The pattern continued post-war under the Truman and Eisenhower Administrations.  The G.I. Bill and other farsighted measures were designed to provide a good homecoming to our troops and to avoid the grave U.S. economic downturn that had followed the end of World War I. Among those measures was massive federal government support — through the Federal Housing Administration (FHA) and the Veterans Administration (VA) — of suburban single-family home construction. The Levittowns and the like that sprang up across America reflected that government financial support.

This construction could not have occurred but for FHA guarantees of construction loans to developers followed by FHA and VA guarantees of home mortgage loans that enabled purchase of the completed houses. However, the FHA and VA uniformly required the inclusion and enforcement of racially restrictive covenants in the housing they financed. Furthermore, bank redlining – a practice that restricted mortgage-loan issuance by neighborhood on a racially divided basis — compounded the government pressure to segregate and was again done under FHA direction, supervision and encouragement.

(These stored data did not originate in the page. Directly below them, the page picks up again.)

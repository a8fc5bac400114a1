//!
//! WKT CRS parsing
//!
//! Supports both WKT1 and WKT2 (2015 and 2019 revisions). The surface
//! syntax is tokenized ([`parser`]), built into a typed model
//! ([`builder`], [`model`]) and lowered to a projstring
//! ([`projstr`]); the projstring then feeds the regular definition
//! pipeline so every input syntax normalizes identically.
//!
pub mod builder;
pub mod methods;
pub mod model;
pub mod parser;
pub mod projstr;

use crate::errors::Result;

pub use builder::Builder;
pub use projstr::{normalize_datum_code, Formatter};

/// WKT revision, decided from the keyword set
#[derive(Debug, Clone, Copy, PartialEq, Eq)]
pub enum WktVersion {
    Wkt1,
    Wkt2_2015,
    Wkt2_2019,
}

/// Probe the WKT revision of a string
///
/// WKT1 signals: `PROJCS`, `GEOGCS`, `LOCAL_CS`, `UNIT`. WKT2
/// signals: `PROJCRS`, `GEOGCRS`, `BOUNDCRS`, `LENGTHUNIT`,
/// `ANGLEUNIT`, `SCALEUNIT`; the 2019 revision additionally `USAGE`.
pub fn version(s: &str) -> WktVersion {
    let has_keyword = |kw: &str| {
        s.match_indices(kw).any(|(i, _)| {
            // a keyword is followed by an opening bracket and not
            // preceded by an identifier character
            let before_ok = i == 0
                || !s[..i]
                    .chars()
                    .next_back()
                    .map(|c| c.is_alphanumeric() || c == '_')
                    .unwrap_or(false);
            let after = s[i + kw.len()..].trim_start();
            before_ok && (after.starts_with('[') || after.starts_with('('))
        })
    };

    if has_keyword("USAGE") {
        WktVersion::Wkt2_2019
    } else if has_keyword("PROJCRS")
        || has_keyword("GEOGCRS")
        || has_keyword("BOUNDCRS")
        || has_keyword("LENGTHUNIT")
        || has_keyword("ANGLEUNIT")
        || has_keyword("SCALEUNIT")
    {
        WktVersion::Wkt2_2015
    } else {
        WktVersion::Wkt1
    }
}

/// Convert a WKT string to a projstring
pub fn wkt_to_projstring(i: &str) -> Result<String> {
    Builder::new()
        .parse(i)
        .and_then(|node| Formatter::new().format(&node))
}
//!
//! Grid shift tests over synthetic NTv2 data
//!
use approx::assert_abs_diff_eq;
use proj4crs::nadgrids::{self, NadGrids};
use proj4crs::proj::Proj;
use proj4crs::transform::{transform, Direction};

const SEC_TO_RAD: f64 = 4.848_136_811_095_36e-6;

/// Build a single subgrid NTv2 buffer covering the continental US
/// east coast with slowly varying shifts in the NAD27 -> NAD83 order
/// of magnitude (a fraction of an arc-second).
fn conus_like_ntv2() -> Vec<u8> {
    fn field(name: &[u8; 8], value: &[u8]) -> Vec<u8> {
        let mut rec = Vec::with_capacity(16);
        rec.extend_from_slice(name);
        rec.extend_from_slice(value);
        rec.resize(16, 0);
        rec
    }
    fn f64v(v: f64) -> [u8; 8] {
        v.to_ne_bytes()
    }
    fn i32v(v: i32) -> Vec<u8> {
        let mut buf = v.to_ne_bytes().to_vec();
        buf.resize(8, 0);
        buf
    }

    let sec = 3600.0;
    // 11 x 9 mesh of 0.5 degree cells over [80W..75W] x [37N..41N]
    let (ncols, nrows) = (11usize, 9usize);

    let mut buf = vec![];
    buf.extend(field(b"NUM_OREC", &i32v(11)));
    buf.extend(field(b"NUM_SREC", &i32v(11)));
    buf.extend(field(b"NUM_FILE", &i32v(1)));
    buf.extend(field(b"GS_TYPE ", b"SECONDS "));
    buf.extend(field(b"VERSION ", b"NTv2.0  "));
    buf.extend(field(b"SYSTEM_F", b"NAD27   "));
    buf.extend(field(b"SYSTEM_T", b"NAD83   "));
    buf.extend(field(b"MAJOR_F ", &f64v(6378206.4)));
    buf.extend(field(b"MINOR_F ", &f64v(6356583.8)));
    buf.extend(field(b"MAJOR_T ", &f64v(6378137.0)));
    buf.extend(field(b"MINOR_T ", &f64v(6356752.314)));

    buf.extend(field(b"SUB_NAME", b"EASTCOAS"));
    buf.extend(field(b"PARENT  ", b"NONE    "));
    buf.extend(field(b"CREATED ", b"        "));
    buf.extend(field(b"UPDATED ", b"        "));
    buf.extend(field(b"S_LAT   ", &f64v(37.0 * sec)));
    buf.extend(field(b"N_LAT   ", &f64v(41.0 * sec)));
    // positive west longitudes
    buf.extend(field(b"E_LONG  ", &f64v(75.0 * sec)));
    buf.extend(field(b"W_LONG  ", &f64v(80.0 * sec)));
    buf.extend(field(b"LAT_INC ", &f64v(0.5 * sec)));
    buf.extend(field(b"LONG_INC", &f64v(0.5 * sec)));
    buf.extend(field(b"GS_COUNT", &i32v((ncols * nrows) as i32)));

    // rows south to north, columns east to west on disk
    for row in 0..nrows {
        for col in 0..ncols {
            let lat_shift = 0.30 + 0.002 * row as f64 + 0.001 * col as f64;
            let lon_shift = 0.50 - 0.003 * row as f64 + 0.002 * col as f64;
            buf.extend_from_slice(&(lat_shift as f32).to_ne_bytes());
            buf.extend_from_slice(&(lon_shift as f32).to_ne_bytes());
            buf.extend_from_slice(&0.0f32.to_ne_bytes());
            buf.extend_from_slice(&0.0f32.to_ne_bytes());
        }
    }
    buf
}

#[test]
fn test_grid_forward_inverse_recovers_input() {
    nadgrids::read_ntv2_bytes("conus_roundtrip", &conus_like_ntv2()).unwrap();

    let grids = NadGrids::new_grid_transform("conus_roundtrip").unwrap();

    // Washington DC
    let (lam, phi) = ((-77.0369f64).to_radians(), 38.9072f64.to_radians());
    let (slam, sphi, _) = grids.apply_shift(Direction::Forward, lam, phi, 0.).unwrap();

    // shift is well below 0.01 degree on both axes
    assert!((slam - lam).to_degrees().abs() < 0.01);
    assert!((sphi - phi).to_degrees().abs() < 0.01);
    // and in the expected direction: on disk lon shifts are positive
    // west, so the longitude moves west
    assert!(slam < lam);
    assert!(sphi > phi);

    let (rlam, rphi, _) = grids
        .apply_shift(Direction::Inverse, slam, sphi, 0.)
        .unwrap();
    assert_abs_diff_eq!(rlam, lam, epsilon = 1e-12);
    assert_abs_diff_eq!(rphi, phi, epsilon = 1e-12);

    nadgrids::remove_grids("conus_roundtrip");
}

#[test]
fn test_nad27_to_nad83_pipeline() {
    nadgrids::read_ntv2_bytes("conus_pipeline", &conus_like_ntv2()).unwrap();

    let nad27 =
        Proj::from_user_string("+proj=longlat +ellps=clrk66 +nadgrids=conus_pipeline").unwrap();
    let nad83 = Proj::from_user_string("+proj=longlat +datum=NAD83").unwrap();

    let orig = ((-77.0369f64).to_radians(), 38.9072f64.to_radians(), 0.);
    let mut pt = orig;
    transform(&nad27, &nad83, &mut pt).unwrap();

    assert!((pt.0 - orig.0).to_degrees().abs() < 0.01);
    assert!((pt.1 - orig.1).to_degrees().abs() < 0.01);
    // interpolated magnitude sanity: about half an arc-second west
    assert_abs_diff_eq!(orig.0 - pt.0, 0.5 * SEC_TO_RAD, epsilon = 0.2 * SEC_TO_RAD);

    transform(&nad83, &nad27, &mut pt).unwrap();
    assert_abs_diff_eq!(pt.0, orig.0, epsilon = 1e-9);
    assert_abs_diff_eq!(pt.1, orig.1, epsilon = 1e-9);

    nadgrids::remove_grids("conus_pipeline");
}

#[test]
fn test_missing_mandatory_grid_fails_at_parse() {
    assert!(
        Proj::from_user_string("+proj=longlat +ellps=clrk66 +nadgrids=does_not_exist.gsb")
            .is_err()
    );
    // optional grids are skipped silently
    assert!(
        Proj::from_user_string("+proj=longlat +ellps=clrk66 +nadgrids=@does_not_exist.gsb")
            .is_ok()
    );
}

#[test]
fn test_projected_crs_with_grid_shift() {
    nadgrids::read_ntv2_bytes("conus_projected", &conus_like_ntv2()).unwrap();

    // A state plane like lcc on the clrk66 ellipsoid with grid shift
    let sp = Proj::from_user_string(concat!(
        "+proj=lcc +lat_1=38.3 +lat_2=39.45 +lat_0=37.666 +lon_0=-77 ",
        "+x_0=400000 +y_0=0 +ellps=clrk66 +nadgrids=conus_projected",
    ))
    .unwrap();
    let wgs84 = Proj::from_user_string("+proj=longlat +datum=WGS84").unwrap();

    let orig = ((-77.0369f64).to_radians(), 38.9072f64.to_radians(), 0.);
    let mut pt = orig;
    transform(&wgs84, &sp, &mut pt).unwrap();

    // plausible state plane coordinates
    assert!((300_000.0..500_000.0).contains(&pt.0));
    assert!(pt.1 > 0.);

    transform(&sp, &wgs84, &mut pt).unwrap();
    assert_abs_diff_eq!(pt.0, orig.0, epsilon = 1e-9);
    assert_abs_diff_eq!(pt.1, orig.1, epsilon = 1e-9);

    nadgrids::remove_grids("conus_projected");
}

And even before the Roosevelt, Truman and Eisenhower Administrations, the Harding and Hoover Administrations had encouraged nationwide adoption of local zoning laws.  A key provision of those laws was racially restrictive zoning, and cities and towns across the country adopted these racial restrictions as part of their zoning codes. Examples abound across our own state of such racially restrictive provisions that were adopted by municipal governments and persisted for much of a half-century.

So the pervasive pattern of governmental creation and expansion of housing segregation across the country gives the lie to the notion that this segregation is not de jure. Hopefully, with all of our eyes (including judges’) now opened, aggressive steps can be taken to rectify these historical injustices which continue to affect key aspects of life for all of us and the integrity of the society in which we live.